A critical nuance of this vulnerability is its reliance on the underlying Python runtime.The vulnerability report explicitly scopes the threat to Windows installations running Python 3.10 or 3.11.
This runtime dependency exists because of fundamental security improvements introduced in the Python standard library in version 3.12. In Python 3.12, the tarfile module was overhauled to address exactly this class of historical “Zip Slip” and tar extraction vulnerabilities.
Python 3.12 introduced extraction filters (such as data_filter) that inherently block absolute paths and dangerous symlinks during extractall() calls. Because apm-cli runs on older Python 3.10 and 3.11 environments that lack these native safeguards, the application-level failure to sanitize inputs results in full exploitability.
Mitigation
The maintainers of Microsoft APM have addressed this critical oversight in version 0.13.0. The comprehensive patch involves several key architectural corrections designed to eliminate the root cause of the vulnerability.

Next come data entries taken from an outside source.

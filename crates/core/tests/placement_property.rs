use cutdraft_core::document::{Document, VersionTag};
use cutdraft_core::material::{FadeMaterial, Material, MaterialPayload};
use cutdraft_core::segment::{Segment, SegmentCompat};
use cutdraft_core::time::{TimeRange, SEC};
use cutdraft_core::track::{Placement, Track, TrackKind};
use cutdraft_core::DraftError;
use proptest::prelude::*;

const CEILING: u64 = 60 * SEC;

fn placement() -> impl Strategy<Value = Placement> {
    let duration = 1u64..10 * SEC;
    prop_oneof![
        (0u64..50 * SEC, duration.clone()).prop_map(|(start, d)| Placement::At(TimeRange::new(start, d))),
        (0u64..50 * SEC, duration).prop_map(|(earliest, d)| Placement::After { earliest, duration: d }),
    ]
}

fn segment() -> Segment {
    Segment::new("material", SegmentCompat::current(0))
}

fn assert_disjoint(track: &Track) {
    for (i, a) in track.segments.iter().enumerate() {
        for b in &track.segments[i + 1..] {
            assert!(
                !a.target_range.overlaps(&b.target_range),
                "{} overlaps {}",
                a.target_range,
                b.target_range
            );
        }
    }
}

/// The lowest start at or after `earliest` where `duration` fits between
/// the `occupied` ranges. Only `earliest` and segment ends can be the
/// first free start, so those are the only candidates tried.
fn earliest_gap(occupied: &[TimeRange], earliest: u64, duration: u64) -> u64 {
    std::iter::once(earliest)
        .chain(occupied.iter().map(TimeRange::end).filter(|end| *end >= earliest))
        .filter(|start| {
            let candidate = TimeRange::new(*start, duration);
            occupied.iter().all(|range| !candidate.overlaps(range))
        })
        .min()
        .unwrap_or(u64::MAX)
}

proptest! {
    #![proptest_config(ProptestConfig {
        cases: 256,
        .. ProptestConfig::default()
    })]

    #[test]
    fn placed_segments_never_overlap(placements in prop::collection::vec(placement(), 1..40)) {
        let mut track = Track::new(TrackKind::Video, "video", 0);
        for placement in placements {
            let occupied: Vec<TimeRange> = track.segments.iter().map(|s| s.target_range).collect();
            let expected = match placement {
                Placement::After { earliest, duration } => Some(earliest_gap(&occupied, earliest, duration)),
                Placement::At(_) => None,
            };
            match track.place(segment(), placement, CEILING) {
                Ok(placed) => {
                    if let Placement::After { duration, .. } = placement {
                        prop_assert_eq!(Some(placed.target_range.start), expected);
                        prop_assert_eq!(placed.target_range.duration, duration);
                    }
                }
                Err(DraftError::OverlappingSegment { requested, existing }) => {
                    prop_assert!(requested.overlaps(&existing));
                }
                Err(DraftError::PlacementExhausted { duration, .. }) => {
                    // Only when the earliest free slot would cross the ceiling.
                    let start = expected.unwrap_or(u64::MAX);
                    prop_assert!(start.saturating_add(duration) > CEILING);
                }
                Err(other) => prop_assert!(false, "unexpected error {other:?}"),
            }
            assert_disjoint(&track);
        }
        let starts: Vec<u64> = track.segments.iter().map(|s| s.target_range.start).collect();
        let mut sorted = starts.clone();
        sorted.sort_unstable();
        prop_assert_eq!(starts, sorted);
    }

    #[test]
    fn duration_is_the_latest_segment_end(
        placements in prop::collection::vec((0usize..3, placement()), 0..30),
    ) {
        let mut document = Document::new(Default::default(), 30.0, VersionTag::Current);
        let material = document
            .materials
            .insert(Material::new(MaterialPayload::Fade(FadeMaterial {
                fade_in_duration: 0,
                fade_out_duration: 0,
            })))
            .unwrap();
        let tracks = [(TrackKind::Video, "video"), (TrackKind::Audio, "audio"), (TrackKind::Text, "text")];
        for (kind, name) in tracks {
            document.ensure_track(kind, name, None);
        }

        for (track, placement) in placements {
            let (kind, name) = tracks[track];
            let segment = Segment::new(material.clone(), document.compat_for(kind, 0));
            let _ = document.add_segment(kind, name, segment, placement, CEILING);
        }

        let latest = document
            .tracks
            .iter()
            .flat_map(|track| track.segments.iter())
            .map(|segment| segment.target_range.end())
            .max()
            .unwrap_or(0);
        prop_assert_eq!(document.duration(), latest);
    }
}

#[test]
fn empty_document_has_zero_duration() {
    let document = Document::default();
    assert_eq!(document.duration(), 0);
    assert_eq!(document.segment_count(), 0);
}

#[test]
fn auto_placement_skips_past_adjacent_segments() {
    let mut track = Track::new(TrackKind::Video, "video", 0);
    track.place(segment(), Placement::At(TimeRange::new(0, 5 * SEC)), CEILING).unwrap();
    track.place(segment(), Placement::At(TimeRange::new(5 * SEC, 3 * SEC)), CEILING).unwrap();
    let placed = track
        .place(segment(), Placement::After { earliest: 0, duration: 3 * SEC }, CEILING)
        .unwrap();
    assert_eq!(placed.target_range, TimeRange::new(8 * SEC, 3 * SEC));
}

#[test]
fn auto_placement_takes_the_first_gap_that_fits() {
    let mut track = Track::new(TrackKind::Video, "video", 0);
    for (start, duration) in [(0, 2), (3, 2), (9, 1)] {
        track
            .place(segment(), Placement::At(TimeRange::new(start * SEC, duration * SEC)), CEILING)
            .unwrap();
    }
    // [2s, 3s) is too short for 2s; [5s, 9s) is the first gap that fits.
    let placed = track
        .place(segment(), Placement::After { earliest: SEC, duration: 2 * SEC }, CEILING)
        .unwrap();
    assert_eq!(placed.target_range, TimeRange::new(5 * SEC, 2 * SEC));
    let placed = track
        .place(segment(), Placement::After { earliest: 0, duration: SEC }, CEILING)
        .unwrap();
    assert_eq!(placed.target_range, TimeRange::new(2 * SEC, SEC));
}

- Unified Validation Logic: The patch reuses the robust pre-extraction validation already implemented in the
detect_local_bundle()function, applying it directly to_looks_like_legacy_apm_bundle(). - Absolute Path Rejection: The system now forcefully rejects any archive members containing Windows absolute paths prior to initiating any extraction sequence, regardless of the underlying Python runtime capabilities.
- Comprehensive Coverage: Equivalent Windows absolute-path validation has been applied to the deprecated unpacker function to seal off secondary attack surfaces.

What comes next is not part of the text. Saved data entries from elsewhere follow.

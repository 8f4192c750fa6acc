// Microsecond time values and half-open target/source ranges.
//
// Human time strings are decimal seconds with an `s` suffix ("1.5s");
// bare integers (numeric or string) are already microseconds.

use std::cmp::Ordering;
use std::fmt;

use serde::{Deserialize, Serialize};

use crate::error::DraftError;

/// One second in microseconds.
pub const SEC: u64 = 1_000_000;

const MICROS_DIGITS: usize = 6;

/// A time as it appears in a request: `"1.5s"`, `"1500000"`, or `1500000`.
#[derive(Debug, Clone, PartialEq, Eq, Serialize, Deserialize)]
#[serde(untagged)]
pub enum TimeValue {
    Micros(u64),
    Text(String),
}

impl TimeValue {
    pub fn micros(&self) -> Result<u64, DraftError> {
        match self {
            Self::Micros(us) => Ok(*us),
            Self::Text(text) => parse(text),
        }
    }
}

impl From<u64> for TimeValue {
    fn from(us: u64) -> Self {
        Self::Micros(us)
    }
}

impl From<&str> for TimeValue {
    fn from(text: &str) -> Self {
        Self::Text(text.to_string())
    }
}

/// Parse a time string into microseconds.
///
/// `"<decimal>s"` is seconds, truncated to whole microseconds. A bare
/// unsigned integer is taken as microseconds. Anything else (signs,
/// exponents, other units, empty input) is `InvalidTimeFormat`.
pub fn parse(input: &str) -> Result<u64, DraftError> {
    let invalid = || DraftError::InvalidTimeFormat(input.to_string());
    let trimmed = input.trim();

    let Some(seconds) = trimmed.strip_suffix('s').or_else(|| trimmed.strip_suffix('S')) else {
        if trimmed.is_empty() || !trimmed.bytes().all(|b| b.is_ascii_digit()) {
            return Err(invalid());
        }
        return trimmed.parse::<u64>().map_err(|_| invalid());
    };

    let (whole, fraction) = match seconds.split_once('.') {
        Some((whole, fraction)) => (whole, fraction),
        None => (seconds, ""),
    };
    if whole.is_empty() && fraction.is_empty() {
        return Err(invalid());
    }
    if !whole.bytes().all(|b| b.is_ascii_digit()) || !fraction.bytes().all(|b| b.is_ascii_digit())
    {
        return Err(invalid());
    }

    let whole_us = if whole.is_empty() {
        0
    } else {
        whole.parse::<u64>().map_err(|_| invalid())?.checked_mul(SEC).ok_or_else(invalid)?
    };

    // Digits past microsecond precision are dropped, not rounded.
    let mut fraction_us = 0u64;
    for (i, digit) in fraction.bytes().take(MICROS_DIGITS).enumerate() {
        fraction_us += u64::from(digit - b'0') * 10u64.pow((MICROS_DIGITS - 1 - i) as u32);
    }

    whole_us.checked_add(fraction_us).ok_or_else(invalid)
}

/// Format microseconds as the shortest exact seconds string (`"1.5s"`).
pub fn format(us: u64) -> String {
    let whole = us / SEC;
    let fraction = us % SEC;
    if fraction == 0 {
        return format!("{whole}s");
    }
    let digits = format!("{fraction:06}");
    format!("{whole}.{}s", digits.trim_end_matches('0'))
}

/// A half-open interval `[start, start + duration)` in microseconds.
#[derive(Debug, Clone, Copy, PartialEq, Eq, Hash, Serialize, Deserialize)]
pub struct TimeRange {
    pub start: u64,
    pub duration: u64,
}

impl TimeRange {
    pub fn new(start: u64, duration: u64) -> Self {
        Self { start, duration }
    }

    /// Build a range from two request values (`"1s"`, `1000000`, ...).
    pub fn from_values(start: &TimeValue, duration: &TimeValue) -> Result<Self, DraftError> {
        Ok(Self::new(start.micros()?, duration.micros()?))
    }

    /// Build a range from two time strings.
    pub fn parse(start: &str, duration: &str) -> Result<Self, DraftError> {
        Ok(Self::new(parse(start)?, parse(duration)?))
    }

    pub fn end(&self) -> u64 {
        self.start.saturating_add(self.duration)
    }

    pub fn overlaps(&self, other: &TimeRange) -> bool {
        !(self.end() <= other.start || other.end() <= self.start)
    }

    /// Same duration, moved to a new start.
    pub fn at(&self, start: u64) -> Self {
        Self::new(start, self.duration)
    }
}

impl Ord for TimeRange {
    fn cmp(&self, other: &Self) -> Ordering {
        (self.start, self.end()).cmp(&(other.start, other.end()))
    }
}

impl PartialOrd for TimeRange {
    fn partial_cmp(&self, other: &Self) -> Option<Ordering> {
        Some(self.cmp(other))
    }
}

impl fmt::Display for TimeRange {
    fn fmt(&self, f: &mut fmt::Formatter<'_>) -> fmt::Result {
        write!(f, "[{}, {})", format(self.start), format(self.end()))
    }
}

Recommendations for Developers
- Upgrade Immediately: All users and automated environments utilizing
apm-climust be updated to version 0.13.0 or later to ensure protection against this exploit. - Audit CI/CD Environments: Development teams should review their CI/CD runners and local environments to ensure no untrusted local bundles are automatically parsed or probed by vulnerable APM versions.
- Runtime Upgrades: Where feasible, organizations should upgrade their underlying runtime environments to Python 3.12+ to benefit from native, standard-library-level protections against archive extraction boundary failures.
FAQ
Q: What packages and versions are affected by this vulnerability?
The vulnerability affects the Microsoft APM CLI (apm-cli pip package) on versions up to and including v0.12.4.
Q: Which operating systems and environments are actively at risk?
The exploit exclusively impacts Windows systems running Python versions 3.10 or 3.11; Python 3.12 is inherently protected.
Q: How does the attacker trigger the arbitrary file overwrite?
The attacker provides a maliciously crafted .tar.gz bundle with an absolute path member, which executes during APM’s legacy-bundle probing phase.
Q: How can I fix this vulnerability on my system?
You must upgrade your apm-cli package to the patched version 0.13.0, which introduces unified pre-extraction validation.